At one time murderers convicted to hang would be sent directly to Waikumete Cemetery, where they were executed and summarily buried in unmarked graves. Ghost gum trees were planted to indicate the area where they were interred which is known as Murderers' Grove which is in the old section of the cemetery. This was also where paupers were buried as well.
When the Spanish Influenza raged worldwide, New Zealand was not spared. Over 8,500 New Zealanders died, 1128 were from Auckland. Many doctors, nurses and volunteers also became sick and died. The bodies were so numerous that at one point the hospital refused to accept them, and they were being shipped by train directly to a mortuary set up in the cemetery. These building would be marked with a white cross, and the bodies were buried in hastily opened trenches.
Glen Eden Railway Station was the last stop before they would be taken over to the mortuary in the cemetery. The bodies would be stacked on the platform, and it not surprising that the station is also haunted.
There is one ghost in particular which has been haunting the platform for the last 80 years. His name was Alex MacFarlane, and he had survived WWI and the spanish flu.
He was a railway porter and had immigrated from Scotland in 1913. The accident that ended his life took place on January 11th, 1924.
The train was coming into the station, having already slowed down. Witnesses said that MacFarlane had been walking towards the engine when he slipped, overbalanced and fell face down. The driver hit the brakes but it was too late and the wheels rolled over MacFarlane's legs just above his knees. He was transported by carriage and ambulance to the hospital where he died two hours later.
The 35-year-old was buried at Waikumete Cemetery two days later. His widow Jean joined him there in 1935.
Several sightings of a bearded man has been seen on the platform, even though MacFarlane was clean shaven at the time of his death.
A cafe is located now at what used to be the railway station, and an employee described an odd looking man coming in with a top hat asking about the times the trains were running. She turned away for a moment, and he had disappeared.
Another haunted location is the old chapel where 800 urns full of ashes were discovered when services were being moved to the new, larger chapel that had been built. Several people including a sexton have seen a cloaked woman believed to be a nun inside and outside the chapel.
Banging of doors, and also from underground have been heard in different part of the cemetery. The sound of bagpipes have been heard in the military section.

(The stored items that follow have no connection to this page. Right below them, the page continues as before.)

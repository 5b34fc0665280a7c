//! Caller identity extracted from the request.
//!
//! The gateway in front of the daemon authenticates the user and forwards
//! the owner id in a header; nothing here verifies it again.

use axum::{async_trait, extract::FromRequestParts, http::request::Parts};
use berth_types::OwnerId;

use crate::error::ApiError;

/// Header carrying the authenticated owner id.
pub const OWNER_HEADER: &str = "x-berth-owner";

/// The owner on whose behalf the request is made
#[derive(Debug, Clone, Copy, PartialEq, Eq)]
pub struct Caller(pub OwnerId);

#[async_trait]
impl<S> FromRequestParts<S> for Caller
where
    S: Send + Sync,
{
    type Rejection = ApiError;

    async fn from_request_parts(parts: &mut Parts, _state: &S) -> Result<Self, Self::Rejection> {
        let raw = parts
            .headers
            .get(OWNER_HEADER)
            .ok_or_else(|| ApiError::Unauthenticated(format!("missing {} header", OWNER_HEADER)))?
            .to_str()
            .map_err(|_| ApiError::BadRequest(format!("{} is not valid text", OWNER_HEADER)))?;

        raw.trim()
            .parse::<i64>()
            .map(|id| Caller(OwnerId::new(id)))
            .map_err(|_| ApiError::BadRequest(format!("{} must be an integer", OWNER_HEADER)))
    }
}
//! Engine configuration.

use std::time::Duration;

use serde::{Deserialize, Serialize};

/// Timing of the provisioning state machine.
#[derive(Debug, Clone, PartialEq, Eq, Serialize, Deserialize)]
#[serde(default)]
pub struct ProvisioningConfig {
    /// Upper bound on a single runtime create call.
    pub create_timeout_secs: u64,

    /// How long a reservation waits for its confirmation.
    pub reservation_ttl_secs: u64,

    /// After this long a claim on a confirmation is considered abandoned.
    pub claim_lease_secs: u64,
}

impl Default for ProvisioningConfig {
    fn default() -> Self {
        Self {
            create_timeout_secs: 60,
            reservation_ttl_secs: 30 * 60,
            claim_lease_secs: 5 * 60,
        }
    }
}

impl ProvisioningConfig {
    pub fn create_timeout(&self) -> Duration {
        Duration::from_secs(self.create_timeout_secs)
    }

    pub fn reservation_ttl(&self) -> chrono::Duration {
        chrono::Duration::seconds(self.reservation_ttl_secs as i64)
    }

    pub fn claim_lease(&self) -> chrono::Duration {
        chrono::Duration::seconds(self.claim_lease_secs as i64)
    }
}

/// Reconciliation sweep settings.
#[derive(Debug, Clone, PartialEq, Eq, Serialize, Deserialize)]
#[serde(default)]
pub struct ReconcilerConfig {
    /// Records inspected in parallel during a sweep.
    pub concurrency: usize,

    /// Also remove managed containers no record or open allocation accounts for.
    pub remove_orphans: bool,

    /// Name prefix of managed containers, used by the orphan sweep.
    pub name_prefix: String,
}

impl Default for ReconcilerConfig {
    fn default() -> Self {
        Self {
            concurrency: 8,
            remove_orphans: false,
            name_prefix: "srv_".to_string(),
        }
    }
}
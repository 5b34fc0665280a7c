//! In-process runtime for development and testing.
//!
//! Behaves like a single container host: names and host ports are unique,
//! create starts the container, remove forgets it. Like Docker, every
//! operation taking a `RuntimeId` also accepts the container name. Faults can be injected
//! per operation and containers can be mutated "out of band" to simulate
//! crashes and manual removal.

use std::collections::{HashMap, VecDeque};
use std::sync::atomic::{AtomicUsize, Ordering};
use std::time::Duration;

use async_trait::async_trait;
use berth_types::RuntimeId;
use tokio::sync::Mutex;
use tracing::debug;

use crate::client::RuntimeClient;
use crate::error::{Result, RuntimeError};
use crate::spec::{ContainerInfo, ContainerSpec, LiveStatus};

/// Runtime operations, for fault injection and call accounting.
#[derive(Debug, Clone, Copy, PartialEq, Eq, Hash)]
pub enum Operation {
    Create,
    Inspect,
    Start,
    Stop,
    Remove,
    List,
}

#[derive(Debug, Clone)]
struct SimContainer {
    name: String,
    host_port: u16,
    spec: Option<ContainerSpec>,
    status: LiveStatus,
}

#[derive(Debug, Default)]
struct SimState {
    containers: HashMap<RuntimeId, SimContainer>,
    faults: HashMap<Operation, VecDeque<RuntimeError>>,
    next_id: u64,
}

impl SimState {
    fn take_fault(&mut self, op: Operation) -> Option<RuntimeError> {
        self.faults.get_mut(&op).and_then(VecDeque::pop_front)
    }

    /// Key of the container addressed by `reference`, by id or by name.
    fn resolve(&self, reference: &RuntimeId) -> Option<RuntimeId> {
        if self.containers.contains_key(reference) {
            return Some(reference.clone());
        }
        self.containers
            .iter()
            .find(|(_, c)| c.name == reference.as_str())
            .map(|(id, _)| id.clone())
    }

    fn allocate_id(&mut self) -> RuntimeId {
        self.next_id += 1;
        RuntimeId::new(format!("sim{:061x}", self.next_id))
    }
}

/// Simulated single-host container runtime
#[derive(Debug, Default)]
pub struct SimulatedRuntime {
    state: Mutex<SimState>,
    create_delay: Mutex<Option<Duration>>,
    calls: [AtomicUsize; 6],
}

impl SimulatedRuntime {
    pub fn new() -> Self {
        Self::default()
    }

    /// Fail the next call of `op` with `error`. Faults queue up per operation.
    pub async fn fail_next(&self, op: Operation, error: RuntimeError) {
        self.state
            .lock()
            .await
            .faults
            .entry(op)
            .or_default()
            .push_back(error);
    }

    /// Make every subsequent create take `delay` before answering.
    pub async fn set_create_delay(&self, delay: Option<Duration>) {
        *self.create_delay.lock().await = delay;
    }

    /// Delete a container behind the engine's back.
    pub async fn remove_out_of_band(&self, id: &RuntimeId) -> bool {
        self.state.lock().await.containers.remove(id).is_some()
    }

    /// Change a container's live state behind the engine's back.
    pub async fn set_status(&self, id: &RuntimeId, status: LiveStatus) -> bool {
        match self.state.lock().await.containers.get_mut(id) {
            Some(container) => {
                container.status = status;
                true
            }
            None => false,
        }
    }

    /// Plant a container the engine never created.
    pub async fn insert_unmanaged(&self, name: &str, host_port: u16) -> RuntimeId {
        let mut state = self.state.lock().await;
        let id = state.allocate_id();
        state.containers.insert(
            id.clone(),
            SimContainer {
                name: name.to_string(),
                host_port,
                spec: None,
                status: LiveStatus::Running,
            },
        );
        id
    }

    /// Spec a container was created with, if it was created through `create`.
    pub async fn spec_of(&self, id: &RuntimeId) -> Option<ContainerSpec> {
        self.state
            .lock()
            .await
            .containers
            .get(id)
            .and_then(|c| c.spec.clone())
    }

    pub async fn status_of(&self, id: &RuntimeId) -> Option<LiveStatus> {
        self.state.lock().await.containers.get(id).map(|c| c.status)
    }

    pub async fn container_count(&self) -> usize {
        self.state.lock().await.containers.len()
    }

    /// Number of calls made for `op`, including failed ones.
    pub fn calls(&self, op: Operation) -> usize {
        self.calls[Self::slot(op)].load(Ordering::SeqCst)
    }

    fn record_call(&self, op: Operation) {
        self.calls[Self::slot(op)].fetch_add(1, Ordering::SeqCst);
    }

    fn slot(op: Operation) -> usize {
        match op {
            Operation::Create => 0,
            Operation::Inspect => 1,
            Operation::Start => 2,
            Operation::Stop => 3,
            Operation::Remove => 4,
            Operation::List => 5,
        }
    }

    async fn transition(&self, op: Operation, id: &RuntimeId, to: LiveStatus) -> Result<()> {
        self.record_call(op);
        let mut state = self.state.lock().await;
        if let Some(fault) = state.take_fault(op) {
            return Err(fault);
        }
        let key = state
            .resolve(id)
            .ok_or_else(|| RuntimeError::NotFound(id.to_string()))?;
        if let Some(container) = state.containers.get_mut(&key) {
            container.status = to;
        }
        Ok(())
    }
}

#[async_trait]
impl RuntimeClient for SimulatedRuntime {
    fn backend(&self) -> &'static str {
        "simulated"
    }

    async fn create(&self, spec: &ContainerSpec) -> Result<RuntimeId> {
        self.record_call(Operation::Create);
        let delay = *self.create_delay.lock().await;
        if let Some(delay) = delay {
            tokio::time::sleep(delay).await;
        }

        let mut state = self.state.lock().await;
        if let Some(fault) = state.take_fault(Operation::Create) {
            return Err(fault);
        }
        if state.containers.values().any(|c| c.name == spec.name) {
            return Err(RuntimeError::Rejected(format!(
                "container name {} is already in use",
                spec.name
            )));
        }
        if state.containers.values().any(|c| c.host_port == spec.host_port) {
            return Err(RuntimeError::Rejected(format!(
                "host port {} is already allocated",
                spec.host_port
            )));
        }

        let id = state.allocate_id();
        state.containers.insert(
            id.clone(),
            SimContainer {
                name: spec.name.clone(),
                host_port: spec.host_port,
                spec: Some(spec.clone()),
                status: LiveStatus::Running,
            },
        );
        debug!(name = %spec.name, runtime_id = %id.short(), "simulated container created");
        Ok(id)
    }

    async fn inspect(&self, id: &RuntimeId) -> Result<ContainerInfo> {
        self.record_call(Operation::Inspect);
        let mut state = self.state.lock().await;
        if let Some(fault) = state.take_fault(Operation::Inspect) {
            return Err(fault);
        }
        state
            .resolve(id)
            .and_then(|key| {
                state.containers.get(&key).map(|c| ContainerInfo {
                    name: c.name.clone(),
                    status: c.status,
                    runtime_id: key,
                })
            })
            .ok_or_else(|| RuntimeError::NotFound(id.to_string()))
    }

    async fn start(&self, id: &RuntimeId) -> Result<()> {
        self.transition(Operation::Start, id, LiveStatus::Running)
            .await
    }

    async fn stop(&self, id: &RuntimeId) -> Result<()> {
        self.transition(Operation::Stop, id, LiveStatus::Exited).await
    }

    async fn remove(&self, id: &RuntimeId) -> Result<()> {
        self.record_call(Operation::Remove);
        let mut state = self.state.lock().await;
        if let Some(fault) = state.take_fault(Operation::Remove) {
            return Err(fault);
        }
        let key = state
            .resolve(id)
            .ok_or_else(|| RuntimeError::NotFound(id.to_string()))?;
        state.containers.remove(&key);
        Ok(())
    }

    async fn list(&self, name_prefix: &str) -> Result<Vec<ContainerInfo>> {
        self.record_call(Operation::List);
        let mut state = self.state.lock().await;
        if let Some(fault) = state.take_fault(Operation::List) {
            return Err(fault);
        }
        let mut containers: Vec<ContainerInfo> = state
            .containers
            .iter()
            .filter(|(_, c)| c.name.starts_with(name_prefix))
            .map(|(id, c)| ContainerInfo {
                runtime_id: id.clone(),
                name: c.name.clone(),
                status: c.status,
            })
            .collect();
        containers.sort_by(|a, b| a.name.cmp(&b.name));
        Ok(containers)
    }
}

#[cfg(test)]
mod tests {
    use super::*;
    use crate::spec::RuntimeTemplate;
    use berth_types::{Identity, MemoryLimit};

    fn spec(name: &str, port: u16) -> ContainerSpec {
        RuntimeTemplate::default()
            .container_spec(&Identity::new(name, port), MemoryLimit::parse("2g").unwrap())
    }

    #[tokio::test]
    async fn test_lifecycle() {
        let runtime = SimulatedRuntime::new();
        let id = runtime.create(&spec("srv_000001", 25566)).await.unwrap();
        assert_eq!(runtime.inspect(&id).await.unwrap().status, LiveStatus::Running);

        runtime.stop(&id).await.unwrap();
        assert_eq!(runtime.inspect(&id).await.unwrap().status, LiveStatus::Exited);

        runtime.start(&id).await.unwrap();
        assert_eq!(runtime.status_of(&id).await, Some(LiveStatus::Running));

        runtime.remove(&id).await.unwrap();
        assert!(runtime.inspect(&id).await.unwrap_err().is_not_found());
        assert_eq!(runtime.calls(Operation::Create), 1);
    }

    #[tokio::test]
    async fn test_names_and_ports_are_exclusive() {
        let runtime = SimulatedRuntime::new();
        runtime.create(&spec("srv_000001", 25566)).await.unwrap();
        assert!(matches!(
            runtime.create(&spec("srv_000001", 25567)).await,
            Err(RuntimeError::Rejected(_))
        ));
        assert!(matches!(
            runtime.create(&spec("srv_000002", 25566)).await,
            Err(RuntimeError::Rejected(_))
        ));
    }

    #[tokio::test]
    async fn test_fault_injection_is_one_shot() {
        let runtime = SimulatedRuntime::new();
        runtime
            .fail_next(Operation::Create, RuntimeError::Unavailable("daemon down".into()))
            .await;
        assert!(runtime
            .create(&spec("srv_000001", 25566))
            .await
            .unwrap_err()
            .is_transient());
        assert!(runtime.create(&spec("srv_000001", 25566)).await.is_ok());
        assert_eq!(runtime.calls(Operation::Create), 2);
    }

    #[tokio::test]
    async fn test_out_of_band_mutation() {
        let runtime = SimulatedRuntime::new();
        let id = runtime.create(&spec("srv_000001", 25566)).await.unwrap();
        assert!(runtime.set_status(&id, LiveStatus::Dead).await);
        assert_eq!(runtime.inspect(&id).await.unwrap().status, LiveStatus::Dead);
        assert!(runtime.remove_out_of_band(&id).await);
        assert!(runtime.stop(&id).await.unwrap_err().is_not_found());
    }

    #[tokio::test]
    async fn test_container_name_addresses_container() {
        let runtime = SimulatedRuntime::new();
        let id = runtime.create(&spec("srv_000001", 25566)).await.unwrap();
        let by_name = RuntimeId::new("srv_000001");

        assert_eq!(runtime.inspect(&by_name).await.unwrap().runtime_id, id);
        runtime.remove(&by_name).await.unwrap();
        assert_eq!(runtime.container_count().await, 0);
        assert!(runtime.remove(&by_name).await.unwrap_err().is_not_found());
    }

    #[tokio::test]
    async fn test_list_filters_by_prefix() {
        let runtime = SimulatedRuntime::new();
        runtime.create(&spec("srv_000002", 25567)).await.unwrap();
        runtime.create(&spec("srv_000001", 25566)).await.unwrap();
        runtime.insert_unmanaged("postgres", 5432).await;

        let listed = runtime.list("srv_").await.unwrap();
        let names: Vec<_> = listed.iter().map(|c| c.name.as_str()).collect();
        assert_eq!(names, vec!["srv_000001", "srv_000002"]);
    }
}
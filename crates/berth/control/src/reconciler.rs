//! Runtime reconciler
//!
//! Brings the store in line with the runtime. For each record that should
//! be backed by a container:
//!
//! - live status matches: nothing to do
//! - live status differs: the record takes the runtime's status
//! - container absent: the record goes through drift healing
//!
//! A failure on one record is reported and the sweep carries on; the next
//! sweep retries it.

use std::collections::HashSet;
use std::sync::Arc;

use berth_runtime::RuntimeClient;
use berth_store::{FleetStore, RemovalOutcome, StoreError};
use berth_types::{FleetRecord, FleetStatus, OwnerId, RecordId, RuntimeId};
use chrono::Utc;
use futures::stream::{self, StreamExt};
use serde::Serialize;
use tracing::{debug, info, instrument, warn};

use crate::config::ReconcilerConfig;
use crate::error::{FleetError, Result};
use crate::healing::DriftHealer;

/// What reconciliation did to one record
#[derive(Debug, Clone, Copy, PartialEq, Eq)]
pub enum RecordOutcome {
    InSync,

    /// Status was corrected to match the runtime.
    Corrected { from: FleetStatus, to: FleetStatus },

    /// Container was gone; the record is now Removed.
    Removed,

    /// The record changed underneath the sweep; left for the next one.
    Skipped,
}

/// A record or container the sweep could not settle
#[derive(Debug, Clone, PartialEq, Eq, Serialize)]
pub struct ReconcileFailure {
    pub record_id: Option<RecordId>,
    pub runtime_id: RuntimeId,
    pub error: String,
}

/// Summary of one sweep
#[derive(Debug, Clone, Default, PartialEq, Eq, Serialize)]
pub struct ReconcileReport {
    pub checked: usize,
    pub in_sync: usize,
    pub corrected: usize,
    pub removed: usize,
    pub skipped: usize,
    pub orphans_removed: usize,
    pub errors: Vec<ReconcileFailure>,
}

impl ReconcileReport {
    fn record(&mut self, outcome: RecordOutcome) {
        self.checked += 1;
        match outcome {
            RecordOutcome::InSync => self.in_sync += 1,
            RecordOutcome::Corrected { .. } => self.corrected += 1,
            RecordOutcome::Removed => self.removed += 1,
            RecordOutcome::Skipped => self.skipped += 1,
        }
    }

    pub fn is_clean(&self) -> bool {
        self.errors.is_empty()
    }
}

/// Reconciles fleet records against runtime ground truth.
pub struct Reconciler {
    store: Arc<dyn FleetStore>,
    runtime: Arc<dyn RuntimeClient>,
    healer: DriftHealer,
    config: ReconcilerConfig,
}

impl Reconciler {
    pub fn new(
        store: Arc<dyn FleetStore>,
        runtime: Arc<dyn RuntimeClient>,
        healer: DriftHealer,
        config: ReconcilerConfig,
    ) -> Self {
        Self {
            store,
            runtime,
            healer,
            config,
        }
    }

    /// Sweep every backed record, then optionally remove orphaned containers.
    #[instrument(skip(self))]
    pub async fn reconcile(&self) -> Result<ReconcileReport> {
        let records = self.store.list_all().await?;
        let mut report = self.sweep(records).await;

        if self.config.remove_orphans {
            self.remove_orphans(&mut report).await?;
        }

        info!(
            checked = report.checked,
            corrected = report.corrected,
            removed = report.removed,
            orphans_removed = report.orphans_removed,
            errors = report.errors.len(),
            "reconciliation sweep finished"
        );
        Ok(report)
    }

    /// Sweep only the records of one owner, e.g. before showing their fleet.
    #[instrument(skip(self), fields(owner = %owner))]
    pub async fn reconcile_owner(&self, owner: OwnerId) -> Result<ReconcileReport> {
        let records = self.store.list_by_owner(owner).await?;
        Ok(self.sweep(records).await)
    }

    /// Reconcile one record.
    pub async fn reconcile_record(&self, record: &FleetRecord) -> Result<RecordOutcome> {
        let info = match self.runtime.inspect(&record.runtime_id).await {
            Ok(info) => info,
            Err(err) if err.is_not_found() => {
                return match self.healer.container_missing(record).await? {
                    RemovalOutcome::Removed(_) => Ok(RecordOutcome::Removed),
                    RemovalOutcome::AlreadyRemoved(_) => Ok(RecordOutcome::Skipped),
                };
            }
            Err(err) => return Err(err.into()),
        };

        let live = info.status.as_fleet_status();
        if live == record.status {
            return Ok(RecordOutcome::InSync);
        }

        match self
            .store
            .update_status(&record.id, record.status, live, Utc::now())
            .await
        {
            Ok(_) => {
                info!(
                    record_id = %record.id,
                    from = %record.status,
                    to = %live,
                    "status corrected from runtime"
                );
                Ok(RecordOutcome::Corrected {
                    from: record.status,
                    to: live,
                })
            }
            Err(StoreError::StatusConflict { .. }) => {
                debug!(record_id = %record.id, "record changed during sweep");
                Ok(RecordOutcome::Skipped)
            }
            Err(err) => Err(err.into()),
        }
    }

    async fn sweep(&self, records: Vec<FleetRecord>) -> ReconcileReport {
        let backed: Vec<FleetRecord> = records
            .into_iter()
            .filter(|r| r.status.is_backed())
            .collect();

        let outcomes: Vec<(FleetRecord, Result<RecordOutcome>)> = stream::iter(backed)
            .map(|record| async move {
                let outcome = self.reconcile_record(&record).await;
                (record, outcome)
            })
            .buffer_unordered(self.config.concurrency.max(1))
            .collect()
            .await;

        let mut report = ReconcileReport::default();
        for (record, outcome) in outcomes {
            match outcome {
                Ok(outcome) => report.record(outcome),
                Err(err) => {
                    warn!(record_id = %record.id, error = %err, "could not reconcile record");
                    report.checked += 1;
                    report.errors.push(ReconcileFailure {
                        record_id: Some(record.id),
                        runtime_id: record.runtime_id.clone(),
                        error: err.to_string(),
                    });
                }
            }
        }
        report
    }

    /// Remove managed containers that neither a live record nor an open
    /// allocation accounts for.
    async fn remove_orphans(&self, report: &mut ReconcileReport) -> Result<()> {
        let containers = self
            .runtime
            .list(&self.config.name_prefix)
            .await
            .map_err(FleetError::from)?;

        let known: HashSet<RuntimeId> = self
            .store
            .list_all()
            .await?
            .into_iter()
            .filter(FleetRecord::is_active)
            .map(|r| r.runtime_id)
            .collect();
        let in_flight: HashSet<String> = self
            .store
            .list_open_pending()
            .await?
            .into_iter()
            .map(|p| p.identity.name)
            .collect();

        for container in containers {
            if known.contains(&container.runtime_id) || in_flight.contains(&container.name) {
                continue;
            }
            match self.runtime.remove(&container.runtime_id).await {
                Ok(()) => {
                    info!(
                        name = %container.name,
                        runtime_id = %container.runtime_id.short(),
                        "orphaned container removed"
                    );
                    report.orphans_removed += 1;
                }
                Err(err) if err.is_not_found() => {}
                Err(err) => report.errors.push(ReconcileFailure {
                    record_id: None,
                    runtime_id: container.runtime_id.clone(),
                    error: err.to_string(),
                }),
            }
        }
        Ok(())
    }
}

#[cfg(test)]
mod tests {
    use super::*;
    use berth_pool::PoolConfig;
    use berth_runtime::{LiveStatus, Operation, RuntimeError, RuntimeTemplate, SimulatedRuntime};
    use berth_store::{InMemoryFleetStore, NewPending};
    use berth_types::{MemoryLimit, PlanId, SessionId};

    struct Harness {
        store: Arc<InMemoryFleetStore>,
        runtime: Arc<SimulatedRuntime>,
        reconciler: Reconciler,
    }

    fn harness(config: ReconcilerConfig) -> Harness {
        let store = Arc::new(InMemoryFleetStore::new(PoolConfig::default()).unwrap());
        let runtime = Arc::new(SimulatedRuntime::new());
        let reconciler = Reconciler::new(
            store.clone(),
            runtime.clone(),
            DriftHealer::new(store.clone()),
            config,
        );
        Harness {
            store,
            runtime,
            reconciler,
        }
    }

    async fn provision(h: &Harness, session: &str, owner: i64) -> FleetRecord {
        let now = Utc::now();
        let pending = h
            .store
            .create_pending(NewPending {
                session_id: SessionId::new(session),
                owner_id: OwnerId::new(owner),
                plan: PlanId::new("planA"),
                created_at: now,
                expires_at: now + chrono::Duration::minutes(30),
            })
            .await
            .unwrap();
        let spec = RuntimeTemplate::default()
            .container_spec(&pending.identity, MemoryLimit::parse("2g").unwrap());
        let runtime_id = h.runtime.create(&spec).await.unwrap();
        h.store
            .promote_pending_to_record(&pending.session_id, runtime_id, PlanId::new("planA"), now)
            .await
            .unwrap()
    }

    #[tokio::test]
    async fn test_in_sync_records_are_untouched() {
        let h = harness(ReconcilerConfig::default());
        let record = provision(&h, "cs_1", 1).await;

        let report = h.reconciler.reconcile().await.unwrap();
        assert_eq!(report.checked, 1);
        assert_eq!(report.in_sync, 1);
        let stored = h.store.get_by_id(&record.id).await.unwrap().unwrap();
        assert_eq!(stored.updated_at, record.updated_at);
    }

    #[tokio::test]
    async fn test_status_follows_runtime() {
        let h = harness(ReconcilerConfig::default());
        let record = provision(&h, "cs_1", 1).await;
        h.runtime.set_status(&record.runtime_id, LiveStatus::Exited).await;

        let report = h.reconciler.reconcile().await.unwrap();
        assert_eq!(report.corrected, 1);
        let stored = h.store.get_by_id(&record.id).await.unwrap().unwrap();
        assert_eq!(stored.status, FleetStatus::Stopped);
    }

    #[tokio::test]
    async fn test_one_failure_does_not_abort_sweep() {
        let h = harness(ReconcilerConfig {
            concurrency: 1,
            ..ReconcilerConfig::default()
        });
        let first = provision(&h, "cs_1", 1).await;
        let second = provision(&h, "cs_2", 1).await;
        h.runtime.set_status(&first.runtime_id, LiveStatus::Exited).await;
        h.runtime.set_status(&second.runtime_id, LiveStatus::Exited).await;
        h.runtime
            .fail_next(Operation::Inspect, RuntimeError::Unavailable("flaky".into()))
            .await;

        let report = h.reconciler.reconcile().await.unwrap();
        assert_eq!(report.checked, 2);
        assert_eq!(report.errors.len(), 1);
        assert_eq!(report.corrected, 1);

        // The next sweep picks up the record that failed.
        let report = h.reconciler.reconcile().await.unwrap();
        assert!(report.is_clean());
        assert_eq!(report.corrected, 1);
    }

    #[tokio::test]
    async fn test_reconcile_owner_is_scoped() {
        let h = harness(ReconcilerConfig::default());
        provision(&h, "cs_1", 1).await;
        let other = provision(&h, "cs_2", 2).await;
        h.runtime.remove_out_of_band(&other.runtime_id).await;

        let report = h.reconciler.reconcile_owner(OwnerId::new(1)).await.unwrap();
        assert_eq!(report.checked, 1);
        assert_eq!(report.removed, 0);
        assert_eq!(
            h.store.get_by_id(&other.id).await.unwrap().unwrap().status,
            FleetStatus::Running
        );
    }

    #[tokio::test]
    async fn test_orphan_sweep_spares_known_and_in_flight_containers() {
        let h = harness(ReconcilerConfig {
            remove_orphans: true,
            ..ReconcilerConfig::default()
        });
        let record = provision(&h, "cs_1", 1).await;

        // An allocation whose container exists but is not promoted yet.
        let now = Utc::now();
        let in_flight = h
            .store
            .create_pending(NewPending {
                session_id: SessionId::new("cs_2"),
                owner_id: OwnerId::new(1),
                plan: PlanId::new("planA"),
                created_at: now,
                expires_at: now + chrono::Duration::minutes(30),
            })
            .await
            .unwrap();
        h.runtime
            .insert_unmanaged(&in_flight.identity.name, in_flight.identity.port)
            .await;
        let stray = h.runtime.insert_unmanaged("srv_999999", 30000).await;
        h.runtime.insert_unmanaged("postgres", 5432).await;

        let report = h.reconciler.reconcile().await.unwrap();
        assert_eq!(report.orphans_removed, 1);
        assert!(h.runtime.status_of(&stray).await.is_none());
        assert!(h.runtime.status_of(&record.runtime_id).await.is_some());
        assert_eq!(h.runtime.container_count().await, 3);
    }
}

Arthur Smith who used to work in the crematorium, said he had once seen a woman standing in the middle of the road. She had bare feet, and was wearing a long, white gown. Her hair was unkempt and she stared fixedly at him. He was getting ready to leave, and he recounts that he knew he had to get out of the area quickly and not meet her gaze. When he came to a gate that he had to open in order to exit, he looked from the corner of his eye, but she had disappeared. He never saw her again.